Auseinandersetzung mit Alfred Kerr

"Feinde mit Kriegslyrik geschmäht"

6. Juli 2015
Redaktion Börsenblatt
Mit Alfred Kerr, Namensgeber auch für einen Preis, den das Börsenblatt seit 1977 vergibt (Alfred-Kerr-Preis für Literaturkritik), hat sich Gerhard Henschel in der gedruckten Ausgabe der "FAS" vom 4. Mai befasst (Seite 9). Dabei stellt er die Frage, ob Kerr heute noch als Namensgeber für Preise taugt.

Kerr habe, so Henschel, im Ersten Weltkrieg Feinde mit Kriegslyrik geschmäht. Daraus entbrannte später ein Streit mit Karl Kraus, den Henschel anhand von Zitaten spiegelt.

"Und dennoch gibt es in unseren Tagen einen Alfred-Kerr-Preis für Literaturkritik und einen Alfred-Kerr-Darstellerpreis", schreibt Henschel.
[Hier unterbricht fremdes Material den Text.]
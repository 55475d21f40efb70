use anyhow::Result;
use std::sync::Arc;
use tracing::{info, warn};

use crate::ingestion::FeedSource;
use crate::llm::{summarizer, LlmProvider};
use crate::notify::Notifier;
use crate::scraping::ArticleExtractor;
use crate::store::SeenStore;

/// Outcome of one cycle, for logging and tests.
#[derive(Debug, Clone, Default)]
pub struct CycleReport {
    pub feeds_checked: usize,
    pub delivered: usize,
    pub save_attempted: bool,
}

/// Ties the collaborators together once per cycle, enforcing the dedup and
/// one-article-per-feed policy. The seen set is exclusively owned here for
/// the duration of a cycle; cycles never overlap.
pub struct Pipeline {
    feed_urls: Vec<String>,
    store: Arc<dyn SeenStore>,
    source: Arc<dyn FeedSource>,
    extractor: Arc<dyn ArticleExtractor>,
    llm: Arc<dyn LlmProvider>,
    notifier: Arc<dyn Notifier>,
    summary_max_tokens: usize,
}

impl Pipeline {
    pub fn new(
        feed_urls: Vec<String>,
        store: Arc<dyn SeenStore>,
        source: Arc<dyn FeedSource>,
        extractor: Arc<dyn ArticleExtractor>,
        llm: Arc<dyn LlmProvider>,
        notifier: Arc<dyn Notifier>,
        summary_max_tokens: usize,
    ) -> Self {
        Self {
            feed_urls,
            store,
            source,
            extractor,
            llm,
            notifier,
            summary_max_tokens,
        }
    }

    /// One full pass over all configured feeds.
    ///
    /// Per feed, entries are scanned oldest-first and at most one unseen
    /// article is processed; after downtime a backlog drains one article per
    /// feed per cycle rather than flooding the chat. Summarization errors
    /// propagate (the scheduler loop owns recovery); every other
    /// collaborator failure is logged and degraded locally.
    pub async fn run_cycle(&self) -> Result<CycleReport> {
        let mut seen = self.store.load().await;
        let mut added = false;
        let mut report = CycleReport::default();

        for url in &self.feed_urls {
            report.feeds_checked += 1;

            let snapshot = match self.source.fetch(url).await {
                Ok(s) => s,
                Err(e) => {
                    warn!("pipeline: failed to fetch feed {}: {:#}", url, e);
                    continue;
                }
            };

            // Document order is newest-first at typical sources; reverse so
            // the chronologically earliest unseen entry is delivered first.
            for entry in snapshot.entries.iter().rev() {
                if seen.contains(&entry.link) {
                    continue;
                }

                info!("pipeline: new article in {}: {}", snapshot.feed_title, entry.title);

                match self.extractor.extract(&entry.link).await {
                    None => {
                        // Not marked seen: extraction gets another chance
                        // next cycle.
                        info!("pipeline: no text for {}; skipping feed this cycle", entry.link);
                    }
                    Some(text) => {
                        let summary =
                            summarizer::summarize_article(&*self.llm, &text, self.summary_max_tokens)
                                .await?;
                        let message = format_message(
                            &snapshot.feed_title,
                            &entry.title,
                            &summary,
                            &entry.link,
                        );
                        if let Err(e) = self.notifier.send(&message).await {
                            warn!("pipeline: delivery failed for {}: {:#}", entry.link, e);
                        }
                        // At-most-once attempt: the link counts as seen even
                        // when delivery failed.
                        seen.insert(entry.link.clone());
                        added = true;
                        report.delivered += 1;
                    }
                }

                // One entry per feed per cycle, processed or not.
                break;
            }
        }

        if added {
            report.save_attempted = true;
            if let Err(e) = self.store.save(&seen).await {
                warn!("pipeline: failed to persist seen links: {:#}", e);
            }
        } else {
            info!("pipeline: no new articles this cycle");
        }

        Ok(report)
    }
}

/// Message template for one delivered article. Pure so the markup can be
/// checked in isolation.
pub fn format_message(feed_title: &str, title: &str, summary: &str, link: &str) -> String {
    format!(
        "\u{1F195} *New Article Summary*\n\
         *Source:* {}\n\
         *Title:* {}\n\
         *Summary:*\n{}\n\
         *Link:* {}",
        feed_title, title, summary, link
    )
}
Sie würden Jahr für Jahr von Kritikern und Schauspielern entgegengenommen. "Wissen sie alle nicht, dass der Namensgeber kriegsgefangene Russen einst als Wachsstockfresser verhöhnt hat? Oder ist das den Preisträgern gleichgültig?", so Henschels Frage zum Abschluss des Textes.